In Don’t Trust Your Gut, economist, former Google data scientist, and New York Times bestselling author Seth Stephens-Davidowitz reveals just how wrong we really are when it comes to improving our own lives. In the past decade, scholars have mined enormous datasets to find remarkable new approaches to life’s biggest self-help puzzles. Data from hundreds of thousands of dating profiles have revealed surprising successful strategies to get a date; data from hundreds of millions of tax records have uncovered the best places to raise children; data from millions of career trajectories have found previously unknown reasons why some rise to the top.
Telling fascinating, unexpected stories with these numbers and the latest big data research, Stephens-Davidowitz exposes that, while we often think we know how to better ourselves, the numbers disagree. Hard facts and figures consistently contradict our instincts and demonstrate self-help that actually works—whether it involves the best time in life to start a business or how happy it actually makes us to skip a friend’s birthday party for a night of Netflix on the couch. From the boring careers that produce the most wealth, to the old-school, data-backed relationship advice so well-worn it’s become a literal joke, he unearths the startling conclusions that the right data can teach us about who we are and what will make our lives better.

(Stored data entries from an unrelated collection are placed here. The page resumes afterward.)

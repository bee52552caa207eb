pub mod domain;
pub mod protocol;
use std::sync::Arc;

use shared::protocol::{ControlCommand, CTL_PATH};
use tracing::debug;

use crate::{error::ClientError, RemoteFs};

/// Writes one-line commands to the feed service's `ctl` file.
///
/// Nothing is read back: success only means the write completed.
#[derive(Clone)]
pub struct CommandDispatcher {
    fsys: Arc<dyn RemoteFs>,
}

impl CommandDispatcher {
    pub fn new(fsys: Arc<dyn RemoteFs>) -> Self {
        Self { fsys }
    }

    pub async fn send(&self, command: &ControlCommand) -> Result<(), ClientError> {
        let line = command.to_string();
        debug!(command = command.verb(), "writing ctl command");
        self.fsys
            .write_file(CTL_PATH, line.as_bytes())
            .await
            .map_err(|source| ClientError::Command {
                verb: command.verb(),
                source,
            })
    }
}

Lively, engrossing, and provocative, the end result opens up a new world of self-improvement made possible with massive troves of data. Packed with fresh, entertaining insights, Don’t Trust Your Gut redefines how to tackle our most consequential choices, one that hacks the market inefficiencies of life and leads us to make smarter decisions about how to improve our lives. Because in the end, the numbers don’t lie.
PUBLISHERS WEEKLY
"Big Data can help you" make better decisions, suggests New York Times op-ed contributor Stephens-Davidowitz (Everybody Lies) in this snappy guide. Taking a "Moneyball for your life" approach to self-help, the author uses data set analysis to advise on such areas as professional success, athletic talent, happiness, and love. On choosing a partner, the author examines data from dating sites to reveal that good partners tend to be happy, conscientious, and possess a growth mindset, but are not necessarily conventionally attractive. Research on educational and economic outcomes show that the most consequential decision most parents can make about their children's future is where to raise them, the author posits, and IRS tax data indicates that those looking for financial success should aspire to run such competition-limited businesses as car dealerships. The author's exploration of a massive happiness study reveals a mix of the expected (people like sex) and the surprising (people don't enjoy computer games much). Stephens-Davidowitz maintains a breezy, conversational style that lends a lighthearted touch to all the wonkery. Whether confirming or debunking conventional wisdom, the smooth presentation and quantitative detail bring a welcome analytical rigor to the self-help genre.